▶ _Assigned task_
Copy, from the data below, every line that has "derive" in it.

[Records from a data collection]
──────

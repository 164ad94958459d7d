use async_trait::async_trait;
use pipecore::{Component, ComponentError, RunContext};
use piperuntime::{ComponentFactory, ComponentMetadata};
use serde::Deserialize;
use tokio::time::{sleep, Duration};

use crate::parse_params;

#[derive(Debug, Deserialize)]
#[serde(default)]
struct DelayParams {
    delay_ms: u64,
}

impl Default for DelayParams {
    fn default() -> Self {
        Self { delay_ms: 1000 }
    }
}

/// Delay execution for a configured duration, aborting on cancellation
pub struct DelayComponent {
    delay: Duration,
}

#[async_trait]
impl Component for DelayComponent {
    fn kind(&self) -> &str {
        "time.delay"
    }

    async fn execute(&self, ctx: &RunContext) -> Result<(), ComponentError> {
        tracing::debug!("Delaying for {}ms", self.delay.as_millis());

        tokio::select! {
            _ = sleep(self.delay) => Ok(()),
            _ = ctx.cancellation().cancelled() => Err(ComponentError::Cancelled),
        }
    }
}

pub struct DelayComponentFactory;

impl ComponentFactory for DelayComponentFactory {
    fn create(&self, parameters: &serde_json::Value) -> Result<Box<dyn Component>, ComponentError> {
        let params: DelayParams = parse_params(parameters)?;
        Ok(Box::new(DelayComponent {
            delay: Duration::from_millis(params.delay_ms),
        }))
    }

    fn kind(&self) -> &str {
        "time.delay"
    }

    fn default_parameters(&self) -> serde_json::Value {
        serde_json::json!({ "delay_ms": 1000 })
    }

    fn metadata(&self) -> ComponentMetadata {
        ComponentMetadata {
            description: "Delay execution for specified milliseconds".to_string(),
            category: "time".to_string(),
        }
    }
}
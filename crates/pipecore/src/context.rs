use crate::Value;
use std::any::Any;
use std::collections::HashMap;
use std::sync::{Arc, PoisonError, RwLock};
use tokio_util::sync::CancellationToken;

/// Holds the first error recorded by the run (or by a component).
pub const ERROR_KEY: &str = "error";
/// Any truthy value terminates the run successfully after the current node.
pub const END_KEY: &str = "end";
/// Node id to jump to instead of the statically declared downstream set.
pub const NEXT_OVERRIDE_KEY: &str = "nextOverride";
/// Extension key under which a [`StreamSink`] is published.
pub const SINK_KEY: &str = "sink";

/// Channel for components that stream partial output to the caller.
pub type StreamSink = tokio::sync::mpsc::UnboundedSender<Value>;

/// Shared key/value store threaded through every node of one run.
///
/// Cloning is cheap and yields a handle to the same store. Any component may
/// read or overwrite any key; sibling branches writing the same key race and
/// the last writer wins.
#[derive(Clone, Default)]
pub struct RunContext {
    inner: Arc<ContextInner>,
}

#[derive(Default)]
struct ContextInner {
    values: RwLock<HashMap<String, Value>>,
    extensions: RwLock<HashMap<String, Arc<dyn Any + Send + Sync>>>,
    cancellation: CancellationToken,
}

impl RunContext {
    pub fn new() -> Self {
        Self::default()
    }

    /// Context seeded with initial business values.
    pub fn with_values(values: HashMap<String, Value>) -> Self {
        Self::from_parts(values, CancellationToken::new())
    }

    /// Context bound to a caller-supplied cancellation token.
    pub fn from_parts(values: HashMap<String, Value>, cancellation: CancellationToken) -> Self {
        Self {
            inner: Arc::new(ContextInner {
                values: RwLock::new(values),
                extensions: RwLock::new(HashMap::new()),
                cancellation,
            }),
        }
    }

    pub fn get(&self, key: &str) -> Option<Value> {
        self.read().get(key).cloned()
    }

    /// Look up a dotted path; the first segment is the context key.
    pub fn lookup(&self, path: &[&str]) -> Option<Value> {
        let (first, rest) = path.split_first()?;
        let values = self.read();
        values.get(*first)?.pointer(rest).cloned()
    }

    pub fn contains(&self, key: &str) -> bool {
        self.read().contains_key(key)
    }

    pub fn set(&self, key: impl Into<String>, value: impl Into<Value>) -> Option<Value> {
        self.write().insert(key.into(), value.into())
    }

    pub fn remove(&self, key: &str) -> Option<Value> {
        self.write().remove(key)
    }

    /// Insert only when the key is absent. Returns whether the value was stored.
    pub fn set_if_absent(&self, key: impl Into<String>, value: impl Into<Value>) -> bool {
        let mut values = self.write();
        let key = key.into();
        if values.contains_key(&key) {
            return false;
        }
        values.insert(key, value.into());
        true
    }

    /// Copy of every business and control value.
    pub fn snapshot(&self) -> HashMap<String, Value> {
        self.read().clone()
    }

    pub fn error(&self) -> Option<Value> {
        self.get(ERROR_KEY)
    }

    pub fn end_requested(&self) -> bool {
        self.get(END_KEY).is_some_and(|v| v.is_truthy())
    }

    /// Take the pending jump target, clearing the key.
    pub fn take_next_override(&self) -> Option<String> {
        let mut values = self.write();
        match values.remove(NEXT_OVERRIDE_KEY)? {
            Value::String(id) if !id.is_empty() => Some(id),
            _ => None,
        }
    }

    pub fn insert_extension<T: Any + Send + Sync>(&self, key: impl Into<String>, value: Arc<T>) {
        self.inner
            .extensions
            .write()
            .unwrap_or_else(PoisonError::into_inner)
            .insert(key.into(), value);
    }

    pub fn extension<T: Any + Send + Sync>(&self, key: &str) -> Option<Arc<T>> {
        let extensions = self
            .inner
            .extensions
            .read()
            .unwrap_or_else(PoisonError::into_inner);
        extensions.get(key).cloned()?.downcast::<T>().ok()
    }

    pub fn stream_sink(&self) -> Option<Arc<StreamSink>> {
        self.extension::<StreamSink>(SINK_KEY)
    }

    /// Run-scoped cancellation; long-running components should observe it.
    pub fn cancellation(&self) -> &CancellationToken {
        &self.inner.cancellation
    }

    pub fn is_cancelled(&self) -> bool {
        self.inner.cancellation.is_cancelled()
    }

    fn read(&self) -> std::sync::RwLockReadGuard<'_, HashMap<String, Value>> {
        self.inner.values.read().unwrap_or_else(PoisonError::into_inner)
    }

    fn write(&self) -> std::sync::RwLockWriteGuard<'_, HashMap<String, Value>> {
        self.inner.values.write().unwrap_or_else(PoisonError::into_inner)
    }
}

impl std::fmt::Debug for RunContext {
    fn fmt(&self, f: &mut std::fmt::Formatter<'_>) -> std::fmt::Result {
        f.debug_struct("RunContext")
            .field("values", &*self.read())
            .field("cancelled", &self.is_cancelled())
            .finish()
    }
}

──────

▶ _Task solution_
#[derive(Debug, Deserialize)]
#[derive(Clone, Default)]
#[derive(Default)]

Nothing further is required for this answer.